- Record set
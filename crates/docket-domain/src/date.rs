//! Date candidate module

use chrono::NaiveDate;
use serde::Serialize;

/// A DATE mention after a parse attempt
///
/// `valid` is only ever true when `parsed` is present and falls inside the
/// accepted year range.
#[derive(Debug, Clone, PartialEq, Eq, Serialize)]
pub struct DateCandidate {
    /// Mention text as extracted
    pub raw: String,

    /// Parsed calendar date, if the text was recognizable
    pub parsed: Option<NaiveDate>,

    /// Whether the date may be used as a filing date
    pub valid: bool,
}

impl DateCandidate {
    /// A mention that could not be parsed
    pub fn unparsed(raw: impl Into<String>) -> Self {
        Self {
            raw: raw.into(),
            parsed: None,
            valid: false,
        }
    }

    /// A parsed mention; validity is decided by the caller's policy
    pub fn parsed(raw: impl Into<String>, date: NaiveDate, valid: bool) -> Self {
        Self {
            raw: raw.into(),
            parsed: Some(date),
            valid,
        }
    }

    /// The date, if it is usable
    pub fn valid_date(&self) -> Option<NaiveDate> {
        if self.valid {
            self.parsed
        } else {
            None
        }
    }
}

#[cfg(test)]
mod tests {
    use super::*;

    #[test]
    fn test_unparsed_is_never_valid() {
        let candidate = DateCandidate::unparsed("not a date");
        assert!(!candidate.valid);
        assert_eq!(candidate.valid_date(), None);
    }

    #[test]
    fn test_invalid_parsed_date_is_hidden() {
        let date = NaiveDate::from_ymd_opt(1066, 10, 14).unwrap();
        let candidate = DateCandidate::parsed("October 14, 1066", date, false);
        assert_eq!(candidate.parsed, Some(date));
        assert_eq!(candidate.valid_date(), None);
    }
}
//! Party module - canonical participant names

use serde::{Deserialize, Serialize};
use std::fmt;

/// A participant in the matter, in its canonical display form
///
/// Two parties are the same party when their [`Party::dedup_key`]s are equal;
/// the canonical form is whichever casing was seen first.
#[derive(Debug, Clone, PartialEq, Eq, Hash, Serialize, Deserialize)]
#[serde(transparent)]
pub struct Party(String);

impl Party {
    /// Create a party, collapsing internal whitespace
    ///
    /// # Examples
    ///
    /// ```
    /// use docket_domain::Party;
    ///
    /// let party = Party::new("  Hunter \n Warfield ");
    /// assert_eq!(party.name(), "Hunter Warfield");
    /// ```
    pub fn new(name: impl AsRef<str>) -> Self {
        Self(collapse_whitespace(name.as_ref()))
    }

    /// Display name
    pub fn name(&self) -> &str {
        &self.0
    }

    /// Case-folded, whitespace-collapsed identity key
    pub fn dedup_key(&self) -> String {
        Self::key_for(&self.0)
    }

    /// Identity key for an arbitrary mention
    pub fn key_for(text: &str) -> String {
        collapse_whitespace(text).to_lowercase()
    }
}

impl fmt::Display for Party {
    fn fmt(&self, f: &mut fmt::Formatter<'_>) -> fmt::Result {
        f.write_str(&self.0)
    }
}

impl AsRef<str> for Party {
    fn as_ref(&self) -> &str {
        &self.0
    }
}

/// Trim and collapse every run of whitespace (newlines included) to one space
pub fn collapse_whitespace(text: &str) -> String {
    text.split_whitespace().collect::<Vec<_>>().join(" ")
}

- Task statement
Exact copies of every record above are required.

- Response box
filename crates/docket-domain/src/date.rs
//! Date candidate module

use chrono::NaiveDate;
use serde::Serialize;

/// A DATE mention after a parse attempt
///
/// `valid` is only ever true when `parsed` is present and falls inside the
/// accepted year range.
#[derive(Debug, Clone, PartialEq, Eq, Serialize)]
pub struct DateCandidate {
    /// Mention text as extracted
    pub raw: String,

    /// Parsed calendar date, if the text was recognizable
    pub parsed: Option<NaiveDate>,

    /// Whether the date may be used as a filing date
    pub valid: bool,
}

impl DateCandidate {
    /// A mention that could not be parsed
    pub fn unparsed(raw: impl Into<String>) -> Self {
        Self {
            raw: raw.into(),
            parsed: None,
            valid: false,
        }
    }

    /// A parsed mention; validity is decided by the caller's policy
    pub fn parsed(raw: impl Into<String>, date: NaiveDate, valid: bool) -> Self {
        Self {
            raw: raw.into(),
            parsed: Some(date),
            valid,
        }
    }

    /// The date, if it is usable
    pub fn valid_date(&self) -> Option<NaiveDate> {
        if self.valid {
            self.parsed
        } else {
            None
        }
    }
}

#[cfg(test)]
mod tests {
    use super::*;

    #[test]
    fn test_unparsed_is_never_valid() {
        let candidate = DateCandidate::unparsed("not a date");
        assert!(!candidate.valid);
        assert_eq!(candidate.valid_date(), None);
    }

    #[test]
    fn test_invalid_parsed_date_is_hidden() {
        let date = NaiveDate::from_ymd_opt(1066, 10, 14).unwrap();
        let candidate = DateCandidate::parsed("October 14, 1066", date, false);
        assert_eq!(candidate.parsed, Some(date));
        assert_eq!(candidate.valid_date(), None);
    }
}
//! Party module - canonical participant names

use serde::{Deserialize, Serialize};
use std::fmt;

/// A participant in the matter, in its canonical display form
///
/// Two parties are the same party when their [`Party::dedup_key`]s are equal;
/// the canonical form is whichever casing was seen first.
#[derive(Debug, Clone, PartialEq, Eq, Hash, Serialize, Deserialize)]
#[serde(transparent)]
pub struct Party(String);

impl Party {
    /// Create a party, collapsing internal whitespace
    ///
    /// # Examples
    ///
    /// ```
    /// use docket_domain::Party;
    ///
    /// let party = Party::new("  Hunter \n Warfield ");
    /// assert_eq!(party.name(), "Hunter Warfield");
    /// ```
    pub fn new(name: impl AsRef<str>) -> Self {
        Self(collapse_whitespace(name.as_ref()))
    }

    /// Display name
    pub fn name(&self) -> &str {
        &self.0
    }

    /// Case-folded, whitespace-collapsed identity key
    pub fn dedup_key(&self) -> String {
        Self::key_for(&self.0)
    }

    /// Identity key for an arbitrary mention
    pub fn key_for(text: &str) -> String {
        collapse_whitespace(text).to_lowercase()
    }
}

impl fmt::Display for Party {
    fn fmt(&self, f: &mut fmt::Formatter<'_>) -> fmt::Result {
        f.write_str(&self.0)
    }
}

impl AsRef<str> for Party {
    fn as_ref(&self) -> &str {
        &self.0
    }
}

/// Trim and collapse every run of whitespace (newlines included) to one space
pub fn collapse_whitespace(text: &str) -> String {
    text.split_whitespace().collect::<Vec<_>>().join(" ")
}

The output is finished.